»»

/*
 *  display/drivers/emulated.rs
 *
 *  lcdticker - stock forecasts on a character LCD
 *  (c) 2020-26 Stuart Hunter
 *
 *  Software panel for running without an LCD attached
 *
 *  This program is free software: you can redistribute it and/or modify
 *  it under the terms of the GNU General Public License as published by
 *  the Free Software Foundation, either version 3 of the License, or
 *  (at your option) any later version.
 *
 *  This program is distributed in the hope that it will be useful,
 *  but WITHOUT ANY WARRANTY; without even the implied warranty of
 *  MERCHANTABILITY or FITNESS FOR A PARTICULAR PURPOSE.  See the
 *  GNU General Public License for more details.
 *
 *  See <http://www.gnu.org/licenses/> to get a copy of the GNU General
 *  Public License.
 *
 */

use lcdticker_driver_hd44780::emulated::{EmulatedBus, EmulatedLcd, InstantDelay};
use lcdticker_driver_hd44780::{GlyphSet, I2cTransport, LineLayout};
use log::info;

use crate::display::drivers::hd44780::Hd44780Driver;
use crate::display::error::DisplayError;
use crate::display::traits::{CharacterDisplay, DisplayCapabilities};

/// The real protocol driver, run against an emulated controller.
///
/// Every visible change is logged as the panel would show it.
pub struct EmulatedDriver {
    driver: Hd44780Driver<I2cTransport<EmulatedBus, InstantDelay>>,
    panel: EmulatedLcd,
    layout: LineLayout,
}

impl EmulatedDriver {
    pub fn new(address: u8, lines: u8, columns: u8, backlight: bool) -> Result<Self, DisplayError> {
        let panel = EmulatedLcd::new(address);
        let transport = panel.transport()?;
        Ok(Self {
            driver: Hd44780Driver::new(transport, lines, columns, backlight),
            panel,
            layout: LineLayout::new(lines, columns),
        })
    }

    /// Handle on the simulated controller, for inspection.
    pub fn panel(&self) -> &EmulatedLcd {
        &self.panel
    }

    /// Current text of every line, top first.
    pub fn screen(&self) -> Vec<String> {
        (1..=self.layout.lines)
            .map(|l| self.panel.line_text(&self.layout, l))
            .collect()
    }

    fn show(&self) {
        let light = if self.panel.backlight() { '*' } else { ' ' };
        for (i, text) in self.screen().iter().enumerate() {
            info!("lcd{}{} |{}|", light, i + 1, text);
        }
    }
}

impl CharacterDisplay for EmulatedDriver {
    fn capabilities(&self) -> &DisplayCapabilities {
        self.driver.capabilities()
    }

    fn init(&mut self) -> Result<(), DisplayError> {
        self.driver.init()
    }

    fn write_line(&mut self, line: u8, text: &str) -> Result<(), DisplayError> {
        self.driver.write_line(line, text)?;
        self.show();
        Ok(())
    }

    fn write_extended_line(&mut self, line: u8, text: &str) -> Result<(), DisplayError> {
        self.driver.write_extended_line(line, text)?;
        self.show();
        Ok(())
    }

    fn clear(&mut self) -> Result<(), DisplayError> {
        self.driver.clear()
    }

    fn set_backlight(&mut self, on: bool) -> Result<(), DisplayError> {
        self.driver.set_backlight(on)
    }

    fn backlight(&self) -> bool {
        self.driver.backlight()
    }

    fn load_glyphs(&mut self, glyphs: &GlyphSet) -> Result<(), DisplayError> {
        self.driver.load_glyphs(glyphs)
    }
}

««

WHAT IS BEING ASKED:
Look at the records above. Copy every line where the string "lines" occurs.

SOLVED PROBLEM:
    pub fn new(address: u8, lines: u8, columns: u8, backlight: bool) -> Result<Self, DisplayError> {
            driver: Hd44780Driver::new(transport, lines, columns, backlight),
            layout: LineLayout::new(lines, columns),
        (1..=self.layout.lines)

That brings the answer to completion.